Some New Health Plan Provisions
The Act also provides that effective immediately a health plan must pay at least 98 percent of its claims each calendar year in a timely fashion in order to avoid late payment penalties (excluding violations resulting from member/provider complaints). In the past, health plans were fined for each claim that was not paid within 45 days of receipt. Fines were generally $500 per late paid claim. Considering the volume of claims, the fines were significant even for health plans that generally were able to pay the vast majority of claims promptly.
[i] This Act is the same as S 5472-A.
[ii] One of the other acts included in the Governor's Program expands the state's mini-COBRA law by extending the continuation of coverage period from 18 to 36 months (A. 8400), and the other act passed by Gov. Paterson mandates that health plans offer an option to continue coverage for unmarried adults through age 29 under a parent's health insurance policy (A. 9038).
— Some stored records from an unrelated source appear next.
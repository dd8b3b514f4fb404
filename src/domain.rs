use serde::ser::SerializeMap;
use serde::{Deserialize, Deserializer, Serialize, Serializer};
use tracing::warn;

/// Status code every freshly generated recipe starts with.
pub const RECIPE_STATUS_NEW: &str = "0";

#[derive(Serialize, Deserialize, Debug, Clone, PartialEq)]
pub struct Ingredient {
    #[serde(rename = "_SUID", default)]
    pub suid: String,
    #[serde(rename = "ingredient_group", default)]
    pub group: String,
    #[serde(rename = "ingredient_name", default)]
    pub name: String,
    #[serde(rename = "ingredient_number", default)]
    pub number: String,
    #[serde(rename = "createDateTime", default)]
    pub create_date_time: String,
    #[serde(rename = "updateDateTime", default)]
    pub update_date_time: String,
}

impl Ingredient {
    pub fn new(name: &str, group: &str, number: &str) -> Self {
        Self {
            suid: String::new(),
            group: group.to_string(),
            name: name.to_string(),
            number: number.to_string(),
            create_date_time: String::new(),
            update_date_time: String::new(),
        }
    }
}

/// Parses the free text quantity of an ingredient.  Only a bare, optionally
/// signed integer is accepted; anything else (surrounding spaces included)
/// counts as a single item.
pub fn parse_ingredient_count(ingredient_number: &str) -> i64 {
    match ingredient_number.parse::<i64>() {
        Ok(count) => count,
        Err(_) => {
            warn!("unparseable ingredient quantity {ingredient_number:?}, defaulting to 1");
            1
        }
    }
}

// Model replies sometimes send null where a value belongs; treat it like a
// missing field.
fn null_as_default<'de, D, T>(deserializer: D) -> Result<T, D::Error>
where
    D: Deserializer<'de>,
    T: Deserialize<'de> + Default,
{
    Ok(Option::<T>::deserialize(deserializer)?.unwrap_or_default())
}

/// One stage of cooking, as the model returns it.
#[derive(Serialize, Deserialize, Debug, Clone, Default, PartialEq)]
#[serde(default)]
pub struct CookingStep {
    #[serde(deserialize_with = "null_as_default")]
    pub title: String,
    #[serde(deserialize_with = "null_as_default")]
    pub sub_steps: Vec<String>,
}

/// The nested recipe shape the model is asked to answer with.  It only lives
/// between parsing the model response and flattening it.  Missing or null
/// fields decode as empty.
#[derive(Serialize, Deserialize, Debug, Clone, Default, PartialEq)]
#[serde(default)]
pub struct GeneratedRecipe {
    #[serde(deserialize_with = "null_as_default")]
    pub recipe_name: String,
    #[serde(deserialize_with = "null_as_default")]
    pub recipe_description: String,
    #[serde(deserialize_with = "null_as_default")]
    pub recipe_difficulty: String,
    #[serde(deserialize_with = "null_as_default")]
    pub recipe_estimated_time: String,
    #[serde(deserialize_with = "null_as_default")]
    pub ingredients: Vec<String>,
    #[serde(deserialize_with = "null_as_default")]
    pub cooking_steps: Vec<CookingStep>,
}

/// Ordered string pairs which serialize as a JSON object.  Insertion order is
/// kept so recipe_ingredient_10 stays after recipe_ingredient_9.
#[derive(Debug, Clone, Default, PartialEq)]
pub struct FlatFields(Vec<(String, String)>);

impl FlatFields {
    pub fn insert(&mut self, key: String, value: String) {
        self.0.push((key, value));
    }

    pub fn get(&self, key: &str) -> Option<&str> {
        self.0
            .iter()
            .find(|(k, _)| k == key)
            .map(|(_, v)| v.as_str())
    }

    pub fn iter(&self) -> impl Iterator<Item = (&str, &str)> {
        self.0.iter().map(|(k, v)| (k.as_str(), v.as_str()))
    }

    pub fn len(&self) -> usize {
        self.0.len()
    }

    pub fn is_empty(&self) -> bool {
        self.0.is_empty()
    }
}

impl Serialize for FlatFields {
    fn serialize<S: Serializer>(&self, serializer: S) -> Result<S::Ok, S::Error> {
        let mut map = serializer.serialize_map(Some(self.0.len()))?;
        for (key, value) in &self.0 {
            map.serialize_entry(key, value)?;
        }
        map.end()
    }
}

pub fn ingredient_key(i: usize) -> String {
    format!("recipe_ingredient_{i}")
}

pub fn step_title_key(i: usize) -> String {
    format!("recipe_step_{i}_title")
}

pub fn substep_key(i: usize, j: usize) -> String {
    format!("recipe_step_{i}_substep_{j}")
}

pub fn substep_count_key(i: usize) -> String {
    format!("recipe_step_{i}_substep_count")
}

/// A recipe in the flat shape it is stored in.
#[derive(Serialize, Debug, Clone, PartialEq)]
pub struct Recipe {
    pub recipe_name: String,
    pub recipe_description: String,
    pub recipe_difficulty: String,
    pub recipe_estimated_time: String,
    pub ingredients: FlatFields,
    pub recipe_ingredient_count: usize,
    pub cooking_steps: FlatFields,
    pub recipe_step_count: usize,
    pub recipe_is_marked: bool,
    pub recipe_status: String,
    #[serde(rename = "createDateTime")]
    pub create_date_time: String,
    #[serde(rename = "updateDateTime")]
    pub update_date_time: String,
}

impl From<GeneratedRecipe> for Recipe {
    fn from(generated: GeneratedRecipe) -> Self {
        let mut ingredients = FlatFields::default();
        for (i, ingredient) in generated.ingredients.iter().enumerate() {
            ingredients.insert(ingredient_key(i), ingredient.clone());
        }

        let mut cooking_steps = FlatFields::default();
        for (i, step) in generated.cooking_steps.iter().enumerate() {
            cooking_steps.insert(step_title_key(i), step.title.clone());
            for (j, sub_step) in step.sub_steps.iter().enumerate() {
                cooking_steps.insert(substep_key(i, j), sub_step.clone());
            }
            cooking_steps.insert(substep_count_key(i), step.sub_steps.len().to_string());
        }

        Recipe {
            recipe_ingredient_count: generated.ingredients.len(),
            recipe_step_count: generated.cooking_steps.len(),
            recipe_name: generated.recipe_name,
            recipe_description: generated.recipe_description,
            recipe_difficulty: generated.recipe_difficulty,
            recipe_estimated_time: generated.recipe_estimated_time,
            ingredients,
            cooking_steps,
            recipe_is_marked: false,
            recipe_status: RECIPE_STATUS_NEW.to_string(),
            create_date_time: String::new(),
            update_date_time: String::new(),
        }
    }
}

impl Recipe {
    /// Rebuilds the nested shape from the index encoded keys.  Returns None if
    /// a key implied by the counts is missing.
    pub fn regroup(&self) -> Option<GeneratedRecipe> {
        let ingredients = (0..self.recipe_ingredient_count)
            .map(|i| self.ingredients.get(&ingredient_key(i)).map(String::from))
            .collect::<Option<Vec<String>>>()?;

        let mut cooking_steps = vec![];
        for i in 0..self.recipe_step_count {
            let title = self.cooking_steps.get(&step_title_key(i))?.to_string();
            let substep_count: usize = self.cooking_steps.get(&substep_count_key(i))?.parse().ok()?;
            let sub_steps = (0..substep_count)
                .map(|j| self.cooking_steps.get(&substep_key(i, j)).map(String::from))
                .collect::<Option<Vec<String>>>()?;

            cooking_steps.push(CookingStep { title, sub_steps });
        }

        Some(GeneratedRecipe {
            recipe_name: self.recipe_name.clone(),
            recipe_description: self.recipe_description.clone(),
            recipe_difficulty: self.recipe_difficulty.clone(),
            recipe_estimated_time: self.recipe_estimated_time.clone(),
            ingredients,
            cooking_steps,
        })
    }
}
[iii] 'Rare disease' means a life threatening or disabling condition or disease that (1) (A) is currently or has been subject to a research study by the National Institutes of Health Rare Disease Clinical Research Network, or (B) affects fewer than 200,000 United States residents per year, and (2) for which there does not exist a standard health service or procedure covered by the health care plan that is more clinically beneficial than the requested health service treatment. A physician, other than the enrollee's treating physician, shall certify in writing that the condition is a rare disease as defined in this statute.
[iv] This does not apply to recovery for duplicate payments.
[v] For the purposes of this section of the law, the term 'adverse reimbursement change' means a proposed change that could reasonably be expected to have a material adverse impact on the aggregate level of payment to a health care professional.
[vi] However, a provisionally credentialed physician may not be designated as an insured's primary care physician until the physician has been fully credentialed.